**The task**
Looking at the records below, please work out how many lines contain the word "CategoryRepository" and give the number alone.

Saved entries
-- Opening Marker --

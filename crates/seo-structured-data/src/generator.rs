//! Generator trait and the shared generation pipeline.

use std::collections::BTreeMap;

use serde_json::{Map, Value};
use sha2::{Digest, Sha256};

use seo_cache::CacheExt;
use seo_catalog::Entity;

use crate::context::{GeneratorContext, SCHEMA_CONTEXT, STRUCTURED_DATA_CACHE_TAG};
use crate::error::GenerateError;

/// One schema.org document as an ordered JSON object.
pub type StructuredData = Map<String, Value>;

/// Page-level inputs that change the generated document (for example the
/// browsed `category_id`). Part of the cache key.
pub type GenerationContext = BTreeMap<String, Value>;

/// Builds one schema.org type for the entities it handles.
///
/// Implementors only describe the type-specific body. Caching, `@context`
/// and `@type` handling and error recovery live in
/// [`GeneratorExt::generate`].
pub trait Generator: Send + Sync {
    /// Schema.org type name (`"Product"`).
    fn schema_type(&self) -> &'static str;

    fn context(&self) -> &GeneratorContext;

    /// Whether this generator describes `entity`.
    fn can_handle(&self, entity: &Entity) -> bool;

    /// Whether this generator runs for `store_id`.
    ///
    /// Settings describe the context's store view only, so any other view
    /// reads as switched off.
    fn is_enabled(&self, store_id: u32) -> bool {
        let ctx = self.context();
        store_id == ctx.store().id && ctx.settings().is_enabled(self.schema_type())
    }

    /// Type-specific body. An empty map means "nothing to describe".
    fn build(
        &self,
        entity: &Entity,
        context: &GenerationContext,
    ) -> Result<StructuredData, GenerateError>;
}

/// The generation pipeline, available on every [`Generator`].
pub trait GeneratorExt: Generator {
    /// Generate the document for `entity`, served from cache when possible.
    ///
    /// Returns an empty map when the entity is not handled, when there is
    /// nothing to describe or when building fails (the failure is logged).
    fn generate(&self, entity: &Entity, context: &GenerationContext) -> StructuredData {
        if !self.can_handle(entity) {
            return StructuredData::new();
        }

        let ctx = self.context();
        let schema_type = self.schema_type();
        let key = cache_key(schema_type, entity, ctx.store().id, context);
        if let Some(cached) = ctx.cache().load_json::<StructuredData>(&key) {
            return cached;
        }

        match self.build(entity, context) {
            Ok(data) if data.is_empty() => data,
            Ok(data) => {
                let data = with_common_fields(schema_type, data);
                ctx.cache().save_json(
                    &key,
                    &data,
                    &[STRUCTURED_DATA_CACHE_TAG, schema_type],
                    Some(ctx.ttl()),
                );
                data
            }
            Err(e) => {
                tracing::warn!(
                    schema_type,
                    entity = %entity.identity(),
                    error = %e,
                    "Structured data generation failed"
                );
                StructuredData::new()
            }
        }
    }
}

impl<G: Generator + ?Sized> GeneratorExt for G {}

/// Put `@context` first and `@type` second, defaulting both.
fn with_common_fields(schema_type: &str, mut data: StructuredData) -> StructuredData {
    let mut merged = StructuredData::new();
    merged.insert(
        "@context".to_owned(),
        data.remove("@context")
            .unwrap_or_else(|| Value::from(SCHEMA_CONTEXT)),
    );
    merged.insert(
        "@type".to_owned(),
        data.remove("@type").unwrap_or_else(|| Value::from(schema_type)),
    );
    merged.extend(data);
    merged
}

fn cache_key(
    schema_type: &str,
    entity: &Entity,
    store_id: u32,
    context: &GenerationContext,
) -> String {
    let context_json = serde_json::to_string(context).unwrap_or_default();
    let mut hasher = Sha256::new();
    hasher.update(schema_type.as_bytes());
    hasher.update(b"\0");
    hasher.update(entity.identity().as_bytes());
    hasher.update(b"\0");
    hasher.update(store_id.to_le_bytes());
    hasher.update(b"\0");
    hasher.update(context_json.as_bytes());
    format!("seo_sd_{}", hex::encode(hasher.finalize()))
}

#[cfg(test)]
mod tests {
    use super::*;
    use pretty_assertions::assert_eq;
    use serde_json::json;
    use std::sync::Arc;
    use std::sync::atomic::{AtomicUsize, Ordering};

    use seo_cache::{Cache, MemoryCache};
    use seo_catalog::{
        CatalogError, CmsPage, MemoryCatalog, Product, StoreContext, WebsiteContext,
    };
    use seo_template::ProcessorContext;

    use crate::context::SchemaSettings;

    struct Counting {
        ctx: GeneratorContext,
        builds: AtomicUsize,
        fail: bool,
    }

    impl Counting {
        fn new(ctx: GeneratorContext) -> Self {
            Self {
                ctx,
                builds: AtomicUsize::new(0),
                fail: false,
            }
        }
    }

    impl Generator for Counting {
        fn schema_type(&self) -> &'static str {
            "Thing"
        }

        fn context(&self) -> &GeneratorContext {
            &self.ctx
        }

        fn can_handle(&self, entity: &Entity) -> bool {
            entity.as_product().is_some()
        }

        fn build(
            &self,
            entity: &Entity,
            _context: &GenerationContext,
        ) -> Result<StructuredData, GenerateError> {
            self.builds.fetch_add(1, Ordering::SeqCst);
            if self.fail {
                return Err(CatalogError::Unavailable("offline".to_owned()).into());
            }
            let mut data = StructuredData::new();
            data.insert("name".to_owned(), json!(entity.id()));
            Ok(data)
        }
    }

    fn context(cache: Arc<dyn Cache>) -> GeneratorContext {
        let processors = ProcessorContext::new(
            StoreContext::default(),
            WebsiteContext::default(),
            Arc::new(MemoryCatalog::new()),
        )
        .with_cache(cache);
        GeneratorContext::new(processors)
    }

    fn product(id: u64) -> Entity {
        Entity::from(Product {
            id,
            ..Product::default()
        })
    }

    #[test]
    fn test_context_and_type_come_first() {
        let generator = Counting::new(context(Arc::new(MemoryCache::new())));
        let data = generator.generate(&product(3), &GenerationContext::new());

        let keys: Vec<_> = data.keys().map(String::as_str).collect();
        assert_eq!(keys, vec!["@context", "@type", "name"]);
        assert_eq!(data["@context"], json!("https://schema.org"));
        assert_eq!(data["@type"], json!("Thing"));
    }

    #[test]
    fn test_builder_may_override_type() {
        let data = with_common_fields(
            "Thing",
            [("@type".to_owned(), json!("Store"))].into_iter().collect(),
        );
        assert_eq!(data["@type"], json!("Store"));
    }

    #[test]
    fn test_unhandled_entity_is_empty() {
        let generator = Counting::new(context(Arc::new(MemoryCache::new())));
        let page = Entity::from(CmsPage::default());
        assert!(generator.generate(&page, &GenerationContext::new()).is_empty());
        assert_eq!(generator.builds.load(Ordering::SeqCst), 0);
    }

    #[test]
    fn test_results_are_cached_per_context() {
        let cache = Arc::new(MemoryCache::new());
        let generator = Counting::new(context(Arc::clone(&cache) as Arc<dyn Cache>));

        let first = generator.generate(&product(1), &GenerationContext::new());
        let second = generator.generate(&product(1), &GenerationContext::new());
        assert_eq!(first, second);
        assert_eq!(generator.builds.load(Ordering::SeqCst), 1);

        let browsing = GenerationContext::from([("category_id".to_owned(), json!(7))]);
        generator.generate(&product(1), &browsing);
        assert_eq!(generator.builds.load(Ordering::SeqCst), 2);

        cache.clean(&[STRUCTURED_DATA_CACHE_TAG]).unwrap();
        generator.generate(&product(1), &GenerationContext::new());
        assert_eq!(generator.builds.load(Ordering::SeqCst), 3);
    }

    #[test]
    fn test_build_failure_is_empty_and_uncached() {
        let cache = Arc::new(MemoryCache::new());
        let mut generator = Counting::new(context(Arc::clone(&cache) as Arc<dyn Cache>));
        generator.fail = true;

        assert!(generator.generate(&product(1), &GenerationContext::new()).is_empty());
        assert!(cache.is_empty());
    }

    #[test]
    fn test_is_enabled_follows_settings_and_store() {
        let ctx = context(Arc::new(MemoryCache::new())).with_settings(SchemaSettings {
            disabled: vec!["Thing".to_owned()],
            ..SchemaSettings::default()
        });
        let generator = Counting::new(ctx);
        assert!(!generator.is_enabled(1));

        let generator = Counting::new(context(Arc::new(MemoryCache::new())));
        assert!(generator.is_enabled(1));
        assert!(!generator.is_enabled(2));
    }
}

-- Closing Marker --
-- Opening Marker --

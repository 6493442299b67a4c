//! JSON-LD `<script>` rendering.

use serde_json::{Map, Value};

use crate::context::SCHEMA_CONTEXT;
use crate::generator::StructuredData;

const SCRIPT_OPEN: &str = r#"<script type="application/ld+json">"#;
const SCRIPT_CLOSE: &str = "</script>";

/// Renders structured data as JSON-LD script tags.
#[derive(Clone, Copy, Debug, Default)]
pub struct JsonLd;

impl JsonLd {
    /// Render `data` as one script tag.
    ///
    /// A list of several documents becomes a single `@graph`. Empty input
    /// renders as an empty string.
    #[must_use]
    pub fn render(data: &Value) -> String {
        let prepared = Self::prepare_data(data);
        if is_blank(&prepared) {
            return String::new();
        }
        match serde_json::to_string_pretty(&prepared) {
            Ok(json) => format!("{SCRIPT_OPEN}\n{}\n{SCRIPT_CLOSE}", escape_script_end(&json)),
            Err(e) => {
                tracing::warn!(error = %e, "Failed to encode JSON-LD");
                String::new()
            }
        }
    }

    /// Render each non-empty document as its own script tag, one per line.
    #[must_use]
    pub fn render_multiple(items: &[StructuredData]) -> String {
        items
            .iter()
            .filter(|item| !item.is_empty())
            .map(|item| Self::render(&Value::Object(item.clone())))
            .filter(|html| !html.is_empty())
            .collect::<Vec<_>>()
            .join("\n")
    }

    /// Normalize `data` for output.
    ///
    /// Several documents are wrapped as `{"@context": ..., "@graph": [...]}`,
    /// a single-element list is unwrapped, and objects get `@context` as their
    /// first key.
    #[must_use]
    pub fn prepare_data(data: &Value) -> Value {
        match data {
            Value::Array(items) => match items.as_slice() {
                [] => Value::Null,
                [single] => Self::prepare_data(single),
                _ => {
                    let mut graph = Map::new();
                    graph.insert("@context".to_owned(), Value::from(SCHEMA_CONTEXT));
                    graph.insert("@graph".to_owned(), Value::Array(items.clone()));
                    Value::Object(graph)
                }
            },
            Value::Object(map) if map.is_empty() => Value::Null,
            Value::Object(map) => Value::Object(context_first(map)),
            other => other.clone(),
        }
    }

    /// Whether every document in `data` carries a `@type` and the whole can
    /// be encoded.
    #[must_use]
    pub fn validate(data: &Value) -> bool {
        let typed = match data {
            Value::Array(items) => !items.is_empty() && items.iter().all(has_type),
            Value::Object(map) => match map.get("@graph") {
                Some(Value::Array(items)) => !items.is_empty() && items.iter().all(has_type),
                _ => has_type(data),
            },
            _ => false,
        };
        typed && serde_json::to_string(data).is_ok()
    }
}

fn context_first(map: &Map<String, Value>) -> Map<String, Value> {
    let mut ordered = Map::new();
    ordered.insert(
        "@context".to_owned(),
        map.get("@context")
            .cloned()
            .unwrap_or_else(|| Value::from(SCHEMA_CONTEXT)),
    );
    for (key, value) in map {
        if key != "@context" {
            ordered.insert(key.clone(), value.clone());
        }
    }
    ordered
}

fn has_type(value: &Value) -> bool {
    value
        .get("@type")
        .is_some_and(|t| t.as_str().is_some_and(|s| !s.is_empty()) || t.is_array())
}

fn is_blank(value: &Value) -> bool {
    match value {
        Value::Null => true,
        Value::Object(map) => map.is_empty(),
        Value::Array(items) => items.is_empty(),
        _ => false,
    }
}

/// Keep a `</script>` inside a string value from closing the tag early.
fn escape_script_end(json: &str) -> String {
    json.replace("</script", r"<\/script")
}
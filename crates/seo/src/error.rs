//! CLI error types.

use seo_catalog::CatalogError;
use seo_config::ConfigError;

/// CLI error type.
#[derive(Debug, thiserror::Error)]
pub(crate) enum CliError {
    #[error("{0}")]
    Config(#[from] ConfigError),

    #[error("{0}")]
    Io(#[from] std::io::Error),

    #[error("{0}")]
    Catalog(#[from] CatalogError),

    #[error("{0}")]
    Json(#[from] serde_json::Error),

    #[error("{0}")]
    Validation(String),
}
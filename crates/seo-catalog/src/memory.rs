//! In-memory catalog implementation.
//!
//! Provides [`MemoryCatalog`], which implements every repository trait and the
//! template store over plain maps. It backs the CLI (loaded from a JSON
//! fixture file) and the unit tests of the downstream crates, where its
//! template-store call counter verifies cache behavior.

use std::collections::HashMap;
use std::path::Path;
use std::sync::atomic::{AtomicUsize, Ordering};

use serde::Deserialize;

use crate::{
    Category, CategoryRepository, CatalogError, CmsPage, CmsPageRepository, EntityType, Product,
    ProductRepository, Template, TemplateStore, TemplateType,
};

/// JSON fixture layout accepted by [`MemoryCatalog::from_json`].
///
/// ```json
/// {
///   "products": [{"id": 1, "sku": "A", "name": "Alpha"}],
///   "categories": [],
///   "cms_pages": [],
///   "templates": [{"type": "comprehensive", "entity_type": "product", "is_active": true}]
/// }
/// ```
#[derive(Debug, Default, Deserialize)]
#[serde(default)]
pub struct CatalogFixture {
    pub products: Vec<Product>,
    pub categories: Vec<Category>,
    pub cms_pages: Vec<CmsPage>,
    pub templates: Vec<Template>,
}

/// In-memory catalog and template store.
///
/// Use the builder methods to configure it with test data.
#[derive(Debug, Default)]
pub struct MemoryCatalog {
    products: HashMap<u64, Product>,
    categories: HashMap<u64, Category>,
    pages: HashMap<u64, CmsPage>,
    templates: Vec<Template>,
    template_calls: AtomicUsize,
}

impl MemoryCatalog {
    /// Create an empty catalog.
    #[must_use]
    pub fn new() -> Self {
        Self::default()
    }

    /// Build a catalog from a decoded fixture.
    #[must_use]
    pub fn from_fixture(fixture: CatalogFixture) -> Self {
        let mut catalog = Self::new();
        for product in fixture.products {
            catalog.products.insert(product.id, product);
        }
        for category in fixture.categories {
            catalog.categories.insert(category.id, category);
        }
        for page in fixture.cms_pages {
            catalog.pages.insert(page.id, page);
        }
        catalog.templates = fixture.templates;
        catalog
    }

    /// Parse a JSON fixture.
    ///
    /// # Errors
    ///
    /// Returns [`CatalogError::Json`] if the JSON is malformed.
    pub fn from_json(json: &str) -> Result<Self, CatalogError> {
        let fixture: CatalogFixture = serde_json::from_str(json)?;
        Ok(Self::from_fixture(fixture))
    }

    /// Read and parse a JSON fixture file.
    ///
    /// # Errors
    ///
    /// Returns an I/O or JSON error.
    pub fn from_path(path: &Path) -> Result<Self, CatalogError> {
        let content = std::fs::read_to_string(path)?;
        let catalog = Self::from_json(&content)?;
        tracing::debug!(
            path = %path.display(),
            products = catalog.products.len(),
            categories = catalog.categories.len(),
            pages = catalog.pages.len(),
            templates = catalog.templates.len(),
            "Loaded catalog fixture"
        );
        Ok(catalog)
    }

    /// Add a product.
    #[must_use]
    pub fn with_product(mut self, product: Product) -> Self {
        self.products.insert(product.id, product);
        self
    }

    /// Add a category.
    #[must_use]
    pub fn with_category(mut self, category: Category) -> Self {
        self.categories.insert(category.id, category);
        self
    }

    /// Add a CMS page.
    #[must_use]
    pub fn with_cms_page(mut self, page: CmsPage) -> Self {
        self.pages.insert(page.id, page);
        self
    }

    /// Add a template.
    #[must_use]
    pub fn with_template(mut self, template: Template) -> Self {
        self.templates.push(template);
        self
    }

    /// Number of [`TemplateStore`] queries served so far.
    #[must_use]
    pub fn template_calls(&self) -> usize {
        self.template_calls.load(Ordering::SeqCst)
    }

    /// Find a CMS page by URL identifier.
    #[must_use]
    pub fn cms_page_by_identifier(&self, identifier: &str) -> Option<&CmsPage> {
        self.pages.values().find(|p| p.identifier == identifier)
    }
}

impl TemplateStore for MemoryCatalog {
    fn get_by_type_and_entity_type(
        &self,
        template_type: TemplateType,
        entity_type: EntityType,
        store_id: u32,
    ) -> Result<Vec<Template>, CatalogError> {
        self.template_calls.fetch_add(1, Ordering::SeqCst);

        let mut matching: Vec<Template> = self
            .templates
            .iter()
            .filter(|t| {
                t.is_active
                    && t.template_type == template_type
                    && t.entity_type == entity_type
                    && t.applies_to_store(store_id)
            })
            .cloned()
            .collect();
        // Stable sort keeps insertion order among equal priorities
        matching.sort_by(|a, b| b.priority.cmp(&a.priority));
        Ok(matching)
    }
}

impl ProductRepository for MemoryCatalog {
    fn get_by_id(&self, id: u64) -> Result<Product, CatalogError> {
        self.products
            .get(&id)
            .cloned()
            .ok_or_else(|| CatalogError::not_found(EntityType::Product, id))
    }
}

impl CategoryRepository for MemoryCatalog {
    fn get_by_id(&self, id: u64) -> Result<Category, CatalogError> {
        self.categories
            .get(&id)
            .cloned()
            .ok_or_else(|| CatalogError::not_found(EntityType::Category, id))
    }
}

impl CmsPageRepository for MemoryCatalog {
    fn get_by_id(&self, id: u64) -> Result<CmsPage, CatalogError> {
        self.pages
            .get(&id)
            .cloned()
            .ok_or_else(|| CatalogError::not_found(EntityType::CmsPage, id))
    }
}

-- Closing Marker --

**Exercise output**
2